The patriotic Zabern, whose days from boyhood had been spent in struggling for the freedom of his fatherland, was now fully convinced that success was at hand.

"Yes," he continued, his eye kindling with enthusiasm; "yes, in the hour of Russia's humiliation, when her treasury is exhausted and her armies demoralized by defeat, there will be an upheaval of Poland; no feeble flash-in-the-pan this time, but a grand national uprising, north, south, east, and west. Little Czernova will be to the fore with her army of twenty thousand under Zabern; the Magyars of Hungary will pour across the border with Kossuth at their head; there will be a combination such as will compel Russia to part with the kingdom she wickedly stole fifty years ago. When I was born Poland was free; I shall die seeing her free again. And the princess—"

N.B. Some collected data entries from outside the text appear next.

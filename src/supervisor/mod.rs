//! Process supervisor for the local inference server.
//!
//! One actor task owns the child process, the lifecycle state, the health
//! cache and the timers; [`Supervisor`] handles talk to it over a command
//! channel, so `start`, `stop` and the periodic health check never interleave.
//! The launch sequence itself (port probe, locate, spawn, readiness polling)
//! runs on a separate task that reports back to the actor and is aborted when
//! a newer launch or a `stop` supersedes it. State and a human-readable status
//! line are published on `watch` channels.

pub mod health;
pub mod launcher;
pub mod recovery;
pub mod state;

use std::sync::Arc;
use std::time::Duration;

use tokio::sync::{mpsc, oneshot, watch};
use tokio::task::JoinHandle;
use tokio::time::{Instant, Interval, MissedTickBehavior};
use tracing::{debug, error, info, warn};

use crate::config::SupervisorConfig;
use crate::error::{ServiceError, ServiceResult};
pub use health::{HealthCache, HealthProbe, HttpHealthProbe, ProbeOutcome};
pub use launcher::{Launcher, ProcessLauncher, ServerEvent, SpawnedServer};
pub use recovery::{ExitKind, ExitOutcome};
pub use state::{LaunchAttempts, ServiceState};

use recovery::{classify_exit, classify_launch_error, plan_recovery, RecoveryAction};

const COMMAND_CAPACITY: usize = 16;
const EVENT_CAPACITY: usize = 32;

enum Command {
    Start { reply: oneshot::Sender<()> },
    Stop { reply: oneshot::Sender<()> },
    CheckHealth { reply: oneshot::Sender<ServiceState> },
}

/// Progress reported by a launch task.
enum LaunchEvent {
    /// A compatible server already owns the port.
    Adopted(ProbeOutcome),
    Spawned(SpawnedServer),
    Probe(ProbeOutcome),
    Failed(ServiceError),
}

/// Cloneable handle to the supervisor actor. The actor shuts the server down
/// once the last handle is dropped.
#[derive(Clone)]
pub struct Supervisor {
    commands: mpsc::Sender<Command>,
    state: watch::Receiver<ServiceState>,
    status: watch::Receiver<String>,
}
//! Service lifecycle states and the launch-attempt counter.

/// Where the supervised server is in its lifecycle. Exactly one is current.
#[derive(Debug, Clone, PartialEq, Default)]
pub enum ServiceState {
    #[default]
    NotRunning,
    /// A launch sequence is in flight (or waiting out a restart delay).
    Launching,
    /// The process is up but has not reported a loaded model yet.
    Loading,
    /// The server is fetching model weights; progress is in `[0, 1]`.
    DownloadingModel(f64),
    Ready,
    /// Gave up; needs an explicit `start()` to try again.
    Error(String),
}

impl ServiceState {
    pub fn as_str(&self) -> &'static str {
        match self {
            Self::NotRunning => "not_running",
            Self::Launching => "launching",
            Self::Loading => "loading",
            Self::DownloadingModel(_) => "downloading_model",
            Self::Ready => "ready",
            Self::Error(_) => "error",
        }
    }

    /// States in which a `start()` call has nothing to do.
    pub fn is_active(&self) -> bool {
        matches!(
            self,
            Self::Launching | Self::Loading | Self::DownloadingModel(_) | Self::Ready
        )
    }

    pub fn is_ready(&self) -> bool {
        matches!(self, Self::Ready)
    }

    /// States that promise a health probe answered within the cache window.
    pub fn is_serving(&self) -> bool {
        matches!(self, Self::Ready | Self::DownloadingModel(_))
    }
}

impl std::fmt::Display for ServiceState {
    fn fmt(&self, f: &mut std::fmt::Formatter<'_>) -> std::fmt::Result {
        match self {
            Self::DownloadingModel(p) => write!(f, "downloading_model({:.0}%)", p * 100.0),
            Self::Error(reason) => write!(f, "error({reason})"),
            other => f.write_str(other.as_str()),
        }
    }
}

/// Consecutive failed launches, plus whether the one-shot permission
/// remediation has been spent in this supervision session.
#[derive(Debug, Clone)]
pub struct LaunchAttempts {
    failures: u32,
    max: u32,
    remediated: bool,
}

impl LaunchAttempts {
    pub fn new(max: u32) -> Self {
        Self {
            failures: 0,
            max: max.max(1),
            remediated: false,
        }
    }

    pub fn failures(&self) -> u32 {
        self.failures
    }

    pub fn max(&self) -> u32 {
        self.max
    }

    /// Count one failed launch. Returns `true` once the cap is reached.
    pub fn record_failure(&mut self) -> bool {
        self.failures = self.failures.saturating_add(1);
        self.failures >= self.max
    }

    /// A `Ready` transition clears the failure count but not the remediation flag.
    pub fn record_ready(&mut self) {
        self.failures = 0;
    }

    /// Claim the remediation. Returns `false` if it was already used.
    pub fn take_remediation(&mut self) -> bool {
        !std::mem::replace(&mut self.remediated, true)
    }

    /// Explicit user action: start over with a full budget.
    pub fn reset(&mut self) {
        self.failures = 0;
        self.remediated = false;
    }
}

"Yes, and the princess?" inquired Paul, as Zabern paused in his utterance.

"Will be a princess no longer. The patriots have agreed that Natalie Lilieska, as the sole surviving descendant of the ancient Jagellons, shall be the queen of resuscitated Poland. Queen? ay, and why not empress? Is she not worthy of an imperial crown?"

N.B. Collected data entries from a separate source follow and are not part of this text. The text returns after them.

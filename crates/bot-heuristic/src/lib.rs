//! Difficulty-biased opponent policy.
//!
//! Enumerates every pseudo-legal move for a side and picks one, preferring
//! captures in proportion to the configured difficulty. There is no
//! look-ahead: a candidate is scored only by whether its destination is
//! occupied, plus a random perturbation, so repeated calls on the same
//! board may pick different moves. The random source is injected so tests
//! and replays can fix the seed.

use chess_core::{Move, Side};
use chess_engine::{all_moves, Board, GameSession};
use rand::rngs::StdRng;
use rand::{Rng, SeedableRng};
use thiserror::Error;

/// Errors returned by policy configuration.
#[derive(Debug, Error, Clone, Copy, PartialEq, Eq)]
pub enum BotError {
    /// Difficulty outside the recognized 1-5 range.
    #[error("difficulty out of range 1-5: {0}")]
    InvalidConfig(i32),
}

/// How strongly the policy prefers capturing moves: 1 plays uniformly at
/// random, 5 takes a capture whenever the dice allow.
#[derive(Debug, Clone, Copy, PartialEq, Eq, PartialOrd, Ord, Hash)]
pub struct Difficulty(u8);

impl Difficulty {
    pub const MIN: Difficulty = Difficulty(1);
    pub const MAX: Difficulty = Difficulty(5);

    /// Validates a raw difficulty value from the UI.
    pub const fn new(value: i32) -> Result<Self, BotError> {
        if value >= 1 && value <= 5 {
            Ok(Difficulty(value as u8))
        } else {
            Err(BotError::InvalidConfig(value))
        }
    }

    /// Returns the raw value (1-5).
    #[inline]
    pub const fn get(self) -> u8 {
        self.0
    }
}

impl Default for Difficulty {
    fn default() -> Self {
        Difficulty(3)
    }
}

/// Score bonus per difficulty step for a capturing move, relative to the
/// 0..1 noise term every candidate draws. Kept below 1/4 so that even at
/// maximum difficulty a quiet move occasionally outscores a capture.
const CAPTURE_WEIGHT: f64 = 0.2;

/// Picks a move for `side`, or `None` if it has no pseudo-legal move.
///
/// Every candidate draws a uniform noise score; candidates landing on an
/// occupied square additionally receive `CAPTURE_WEIGHT * (difficulty - 1)`.
/// The highest score wins, so difficulty 1 is uniform random selection.
pub fn choose_move<R: Rng + ?Sized>(
    board: &Board,
    side: Side,
    difficulty: Difficulty,
    rng: &mut R,
) -> Option<Move> {
    let capture_bonus = CAPTURE_WEIGHT * f64::from(difficulty.get() - 1);
    all_moves(board, side)
        .into_iter()
        .map(|candidate| {
            let mut score = rng.random_range(0.0..1.0);
            if board.get(candidate.to()).is_some() {
                score += capture_bonus;
            }
            (candidate, score)
        })
        .max_by(|(_, a), (_, b)| a.total_cmp(b))
        .map(|(candidate, _)| candidate)
}

/// A move-selection policy for one side.
///
/// The UI client can hold the opponent as a trait object and swap policies
/// without touching the game loop.
pub trait MoveSelector {
    /// Picks a move for `side` on `board`, or `None` when no move exists.
    fn choose_move(&mut self, board: &Board, side: Side) -> Option<Move>;
}

/// The default opponent: [`choose_move`] bundled with a difficulty and an
/// owned random generator.
#[derive(Debug, Clone)]
pub struct HeuristicBot {
    difficulty: Difficulty,
    rng: StdRng,
}

impl HeuristicBot {
    /// Creates a bot seeded from the operating system.
    pub fn new(difficulty: Difficulty) -> Self {
        HeuristicBot {
            difficulty,
            rng: StdRng::from_os_rng(),
        }
    }

    /// Creates a bot with a fixed seed, for reproducible games and tests.
    pub fn with_seed(difficulty: Difficulty, seed: u64) -> Self {
        HeuristicBot {
            difficulty,
            rng: StdRng::seed_from_u64(seed),
        }
    }

    /// Returns the configured difficulty.
    pub fn difficulty(&self) -> Difficulty {
        self.difficulty
    }

    /// Picks a reply for the session's active side.
    ///
    /// Returns `None` once the session is terminal or the active side has
    /// no move; the caller is expected to pass the result to
    /// [`GameSession::execute`].
    pub fn respond(&mut self, session: &GameSession) -> Option<Move> {
        if session.is_terminal() {
            return None;
        }
        choose_move(
            session.board(),
            session.active_side(),
            self.difficulty,
            &mut self.rng,
        )
    }
}

impl MoveSelector for HeuristicBot {
    fn choose_move(&mut self, board: &Board, side: Side) -> Option<Move> {
        choose_move(board, side, self.difficulty, &mut self.rng)
    }
}

#[cfg(test)]
mod tests {
    use super::*;
    use chess_core::{Piece, PieceKind, Square};

    fn sq(row: u8, col: u8) -> Square {
        Square::new(row, col).unwrap()
    }

    #[test]
    fn difficulty_range_is_enforced() {
        assert!(Difficulty::new(1).is_ok());
        assert!(Difficulty::new(5).is_ok());
        assert_eq!(Difficulty::new(0), Err(BotError::InvalidConfig(0)));
        assert_eq!(Difficulty::new(6), Err(BotError::InvalidConfig(6)));
        assert_eq!(Difficulty::new(-3), Err(BotError::InvalidConfig(-3)));
        assert_eq!(Difficulty::default().get(), 3);
    }

    #[test]
    fn no_pieces_means_no_move() {
        let board = Board::empty();
        let mut rng = StdRng::seed_from_u64(7);
        assert_eq!(
            choose_move(&board, Side::Black, Difficulty::default(), &mut rng),
            None
        );
    }

    #[test]
    fn chosen_move_is_always_enumerated() {
        let board = Board::standard();
        let mut rng = StdRng::seed_from_u64(42);
        for _ in 0..50 {
            let mv = choose_move(&board, Side::Black, Difficulty::MAX, &mut rng).unwrap();
            assert!(all_moves(&board, Side::Black).contains(&mv));
        }
    }

    #[test]
    fn same_seed_same_choices() {
        let board = Board::standard();
        let mut first = HeuristicBot::with_seed(Difficulty::default(), 99);
        let mut second = HeuristicBot::with_seed(Difficulty::default(), 99);
        for _ in 0..20 {
            assert_eq!(
                first.choose_move(&board, Side::White),
                second.choose_move(&board, Side::White)
            );
        }
    }

    #[test]
    fn low_difficulty_varies_its_choices() {
        let board = Board::standard();
        let mut bot = HeuristicBot::with_seed(Difficulty::MIN, 3);
        let mut seen = std::collections::HashSet::new();
        for _ in 0..50 {
            seen.insert(bot.choose_move(&board, Side::White).unwrap());
        }
        // 20 equally likely openings; 50 uniform draws cannot keep hitting
        // one of them.
        assert!(seen.len() > 1);
    }

    #[test]
    fn respond_is_none_once_terminal() {
        let mut board = Board::empty();
        board.set(sq(7, 4), Some(Piece::new(PieceKind::King, Side::White)));
        board.set(sq(0, 0), Some(Piece::new(PieceKind::Rook, Side::Black)));
        let session = GameSession::from_board(board, Side::Black);
        assert!(session.is_terminal());

        let mut bot = HeuristicBot::with_seed(Difficulty::default(), 1);
        assert_eq!(bot.respond(&session), None);
    }
}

Paul's head fairly swam at these words. The sweet, fair, dark-haired maiden who loved him, and who clung to him with such touching fidelity, a future queen—empress! He knew that Barbara would never waver in her attachment to him; to what dazzling heights, then, was he destined to rise?

He glanced at the two gray moonlit figures in the distance—the monk and the nun—conspiring for the creation of a kingdom. How romantically impossible seemed this scheme looked at beforehand! and yet how many of the noblest events in history have been previously declared impossible by political prophets!

"As touching your secret treasure," remarked Paul, "is there not a bill before the Diet,—a bill to seize all monastic wealth and to convert it to state purposes?"

"At this very moment the Diet is putting its veto upon the measure. To-night was fixed for the second reading. Our Polish adherents are assembled in full force to reject it. After to-night we shall hear no more of Lipski's bill. It would be an ill day for us if it should pass. Ostensibly directed against Czernovese monasteries in general, it is really aimed at the Convent of the Transfiguration. The Czerno-Muscovites have a suspicion that the monks of that establishment do other things besides offering perpetual prayers for Poland, and the suspicion is well founded. If public commissioners enter that monastery they will discover not only our store of gold, but likewise the documents relating to our patriotic conspiracy; and more than these, plans and models of Russian fortresses, supplied by our adherents in the Czar's army, who are not a few. The convent contains arms for one hundred thousand men, gunpowder sufficient to blow up all Czernova, and in addition new military engines. Some of the inmates of that convent devote their time to chemistry and mechanics; and in the coming struggle betwixt Poland and Russia we shall have the first use of inventions destined to revolutionize the old-fashioned methods of warfare. In the light of these inventions the numbers of our enemy will count for little. Now you understand why the Convent of the Transfiguration must be kept from the eyes of prying intruders."